Previous U.S. presidents have condemned such bombastic statements from the North, but still sought to bring the country to the bargaining table in an effort to convince the Kims to give up long-held aspirations for a nuclear weapon capable of reaching the United States. President Donald Trump ― the first American leader confronted with a North Korean missile that experts believe could reach California, and possibly a nuclear weapon to fit on top of it ― has taken such denunciation to new extremes.

On Tuesday, Trump made his own threat of “fire and fury like the world has never seen” against North Korea. On Thursday, he said his earlier comments may not have been “tough enough,” as North Korea has been “doing this to our country for a long time, for many years.” And on Friday, he tweeted that the U.S. military was “locked and loaded,” should North Korea “act unwisely.”

Trump has previously described Kim as possibly “a total nut job,” and others in his administration have offered similar appraisals. “We are not dealing with a rational person,” Nikki Haley, U.S. ambassador to the United Nations, said in March. “If this was any other country, we would be talking about that, and it wouldn’t be an issue. This is not a rational person, who has not had rational acts, who is not thinking clearly.”
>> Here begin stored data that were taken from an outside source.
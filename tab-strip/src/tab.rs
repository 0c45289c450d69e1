//! Tab descriptors.
//!
//! A [`Tab`] is plain data: the text, icon or custom content shown in one
//! slot of the strip. Tabs are created by
//! [`TabStripController::new_tab`](crate::TabStripController::new_tab),
//! configured with the `with_*` builders and handed back to the controller,
//! which stores them in an arena and returns a [`TabKey`].
//!
//! ```
//! use tab_strip::TabStripController;
//!
//! let mut strip = TabStripController::new();
//! let tab = strip.new_tab().with_text("Inbox");
//! let key = strip.add_tab(tab).unwrap();
//! assert_eq!(strip.tab(key).and_then(|tab| tab.position()), Some(0));
//! ```

use std::{
    any::Any,
    fmt,
    sync::{
        Arc,
        atomic::{AtomicU64, Ordering},
    },
};

use crate::dp::Dp;

slotmap::new_key_type! {
    /// Stable handle of an attached tab. Keys stay valid across insertions
    /// and removals of other tabs, unlike positions.
    pub struct TabKey;
}

static NEXT_STRIP_ID: AtomicU64 = AtomicU64::new(1);

/// Identity of a [`TabStripController`](crate::TabStripController).
///
/// Every tab remembers the controller that created it, so attaching it to a
/// different controller can be rejected.
#[derive(Debug, Clone, Copy, PartialEq, Eq, Hash)]
pub struct StripId(u64);

impl StripId {
    pub(crate) fn next() -> Self {
        Self(NEXT_STRIP_ID.fetch_add(1, Ordering::Relaxed))
    }
}

impl fmt::Display for StripId {
    fn fmt(&self, f: &mut fmt::Formatter<'_>) -> fmt::Result {
        write!(f, "strip#{}", self.0)
    }
}

/// Whether a tab with an icon also shows its text label.
#[derive(Debug, Clone, Copy, Default, PartialEq, Eq)]
pub enum LabelVisibility {
    /// Text is shown next to or below the icon.
    #[default]
    Labeled,
    /// Only the icon is shown; the text stays available to hosts.
    Unlabeled,
}

/// Reference to an icon resolved by the host.
#[derive(Debug, Clone, PartialEq)]
pub struct TabIcon {
    /// Host-side resource name.
    pub name: String,
    /// Square edge length of the icon.
    pub size: Dp,
}

impl TabIcon {
    /// Default icon size.
    pub const DEFAULT_SIZE: Dp = Dp(24.0);

    /// Creates an icon reference with the default size.
    pub fn new(name: impl Into<String>) -> Self {
        Self {
            name: name.into(),
            size: Self::DEFAULT_SIZE,
        }
    }

    /// Overrides the icon size.
    pub fn with_size(mut self, size: Dp) -> Self {
        self.size = size;
        self
    }
}

/// Reference to host-rendered content that replaces icon and label.
#[derive(Debug, Clone, PartialEq)]
pub struct CustomContent {
    /// Host-side content name.
    pub name: String,
    /// Intrinsic width.
    pub width: Dp,
    /// Intrinsic height.
    pub height: Dp,
}

impl CustomContent {
    /// Creates a custom content reference with its intrinsic size.
    pub fn new(name: impl Into<String>, width: Dp, height: Dp) -> Self {
        Self {
            name: name.into(),
            width,
            height,
        }
    }
}

/// Content descriptor for one tab slot.
#[derive(Clone)]
pub struct Tab {
    owner: StripId,
    position: Option<usize>,
    text: Option<String>,
    icon: Option<TabIcon>,
    custom_content: Option<CustomContent>,
    label_visibility: LabelVisibility,
    id: Option<i32>,
    tag: Option<Arc<dyn Any + Send + Sync>>,
}

impl Tab {
    pub(crate) fn new(owner: StripId) -> Self {
        Self {
            owner,
            position: None,
            text: None,
            icon: None,
            custom_content: None,
            label_visibility: LabelVisibility::default(),
            id: None,
            tag: None,
        }
    }

    /// Sets the label text.
    pub fn with_text(mut self, text: impl Into<String>) -> Self {
        self.set_text(text);
        self
    }

    /// Sets the icon.
    pub fn with_icon(mut self, icon: TabIcon) -> Self {
        self.icon = Some(icon);
        self
    }

    /// Replaces icon and label with host-rendered content.
    pub fn with_custom_content(mut self, content: CustomContent) -> Self {
        self.custom_content = Some(content);
        self
    }

    /// Sets whether the label is shown alongside the icon.
    pub fn with_label_visibility(mut self, visibility: LabelVisibility) -> Self {
        self.label_visibility = visibility;
        self
    }

    /// Sets a caller-chosen id.
    pub fn with_id(mut self, id: i32) -> Self {
        self.id = Some(id);
        self
    }

    /// Attaches arbitrary caller data.
    pub fn with_tag<T: Any + Send + Sync>(mut self, tag: T) -> Self {
        self.tag = Some(Arc::new(tag));
        self
    }

    /// Replaces the label text of a tab being edited through
    /// [`TabStripController::update_tab`](crate::TabStripController::update_tab).
    pub fn set_text(&mut self, text: impl Into<String>) {
        self.text = Some(text.into());
    }

    /// Replaces or clears the icon.
    pub fn set_icon(&mut self, icon: Option<TabIcon>) {
        self.icon = icon;
    }

    /// Replaces or clears the custom content.
    pub fn set_custom_content(&mut self, content: Option<CustomContent>) {
        self.custom_content = content;
    }

    /// Changes label visibility.
    pub fn set_label_visibility(&mut self, visibility: LabelVisibility) {
        self.label_visibility = visibility;
    }

    /// Index in the strip, `None` while the tab is not attached.
    pub fn position(&self) -> Option<usize> {
        self.position
    }

    /// Whether the tab currently lives in a strip.
    pub fn is_attached(&self) -> bool {
        self.position.is_some()
    }

    /// Label text.
    pub fn text(&self) -> Option<&str> {
        self.text.as_deref()
    }

    /// Icon reference.
    pub fn icon(&self) -> Option<&TabIcon> {
        self.icon.as_ref()
    }

    /// Custom content reference.
    pub fn custom_content(&self) -> Option<&CustomContent> {
        self.custom_content.as_ref()
    }

    /// Label visibility.
    pub fn label_visibility(&self) -> LabelVisibility {
        self.label_visibility
    }

    /// Caller-chosen id.
    pub fn id(&self) -> Option<i32> {
        self.id
    }

    /// Caller data downcast to `T`.
    pub fn tag<T: Any>(&self) -> Option<&T> {
        self.tag.as_deref().and_then(|tag| tag.downcast_ref::<T>())
    }

    /// Controller that created this tab.
    pub fn owner(&self) -> StripId {
        self.owner
    }

    /// Whether the label text should be laid out.
    pub(crate) fn shows_label(&self) -> bool {
        let has_text = self.text.as_deref().is_some_and(|text| !text.is_empty());
        has_text && (self.icon.is_none() || self.label_visibility == LabelVisibility::Labeled)
    }

    pub(crate) fn set_position(&mut self, position: Option<usize>) {
        self.position = position;
    }

    /// Copy handed to listeners for a tab that has just been removed.
    pub(crate) fn detached_snapshot(&self) -> Self {
        let mut snapshot = self.clone();
        snapshot.position = None;
        snapshot
    }

    /// Clears everything but the owner so the instance can be pooled.
    pub(crate) fn reset(&mut self) {
        *self = Self::new(self.owner);
    }
}

impl fmt::Debug for Tab {
    fn fmt(&self, f: &mut fmt::Formatter<'_>) -> fmt::Result {
        f.debug_struct("Tab")
            .field("owner", &self.owner)
            .field("position", &self.position)
            .field("text", &self.text)
            .field("icon", &self.icon)
            .field("custom_content", &self.custom_content)
            .field("label_visibility", &self.label_visibility)
            .field("id", &self.id)
            .field("has_tag", &self.tag.is_some())
            .finish()
    }
}

#[cfg(test)]
mod tests {
    use super::*;

    #[test]
    fn test_reset_keeps_owner_only() {
        let owner = StripId::next();
        let mut tab = Tab::new(owner)
            .with_text("Inbox")
            .with_icon(TabIcon::new("inbox"))
            .with_id(7)
            .with_tag(42u32);
        tab.set_position(Some(3));

        tab.reset();
        assert_eq!(tab.owner(), owner);
        assert_eq!(tab.position(), None);
        assert_eq!(tab.text(), None);
        assert!(tab.icon().is_none());
        assert_eq!(tab.id(), None);
        assert!(tab.tag::<u32>().is_none());
    }

    #[test]
    fn test_tag_downcasts_to_stored_type() {
        let tab = Tab::new(StripId::next()).with_tag(String::from("payload"));
        assert_eq!(tab.tag::<String>().map(String::as_str), Some("payload"));
        assert!(tab.tag::<u8>().is_none());
    }

    #[test]
    fn test_unlabeled_icon_tab_hides_label() {
        let owner = StripId::next();
        let labeled = Tab::new(owner).with_text("Maps").with_icon(TabIcon::new("map"));
        assert!(labeled.shows_label());

        let unlabeled = labeled
            .clone()
            .with_label_visibility(LabelVisibility::Unlabeled);
        assert!(!unlabeled.shows_label());

        let text_only = Tab::new(owner)
            .with_text("Maps")
            .with_label_visibility(LabelVisibility::Unlabeled);
        assert!(text_only.shows_label());
        assert!(!Tab::new(owner).with_text("").shows_label());
    }

    #[test]
    fn test_strip_ids_are_unique() {
        let a = StripId::next();
        let b = StripId::next();
        assert_ne!(a, b);
        assert!(a.to_string().starts_with("strip#"));
    }
}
Some experts, however, argue that Kim knows exactly what he’s doing.

North Korea has repeatedly promised to turn its enemies into a "sea of fire," but analysts say such language is part of the country's diplomatic strategy.
North Korea has repeatedly promised to turn its enemies into a "sea of fire," but analysts say such language is part of the country's diplomatic strategy.
KCNA / Reuters

Kuyoun Chung, a research fellow at the Korea Institute for National Unification, a think tank funded by the South Korean government, described North Korea as “very rational.” Behind each promise of fire, she said, lies an opportunity for “regime survival.”

“Describing North Korea as irrational and crazy [in the U.S.] might demonize the existence of the Kim Jong Un regime, or provide the rationale to criticize or kind of act more coercively towards North Korea,” Chung said. “But that does not really help the security of the United States and the security of northeast Asia.”

Rather, analysts say, Kim may be trying to push back against international efforts to strip the country of its nuclear might, with the aim of being recognized as a world power on par with the United States and China.

“He learned how power works from [an] early age,” Koh Yu-hwan, a professor at Seoul’s Dongguk University, told The New York Times in a lengthy profile of Kim. “Kim Jong Un is here to rule for decades, playing the long game. Over time, he believes that the world will have no option but to accept his country as a nuclear power.”

Revere said that despite the recent threats toward Guam ― which he described as “bizarre” ― he didn’t think the North would preemptively attack the United States, because Kim “understands what the consequences might be” and isn’t “suicidal.”

“Despite the reality of growing North Korea military capabilities, I don’t see us on the brink of war,” he said. “I don’t see us on the brink of a nuclear exchange, unless someone miscalculates greatly.”

On the other hand, Revere pointed to Trump’s own escalation of rhetoric as a “troubling” deviation from past strongly worded messages from American leaders.

“The North Koreans may see it as bluff,” he said. “But our allies are listening to it very carefully, and are clearly unnerved by it.”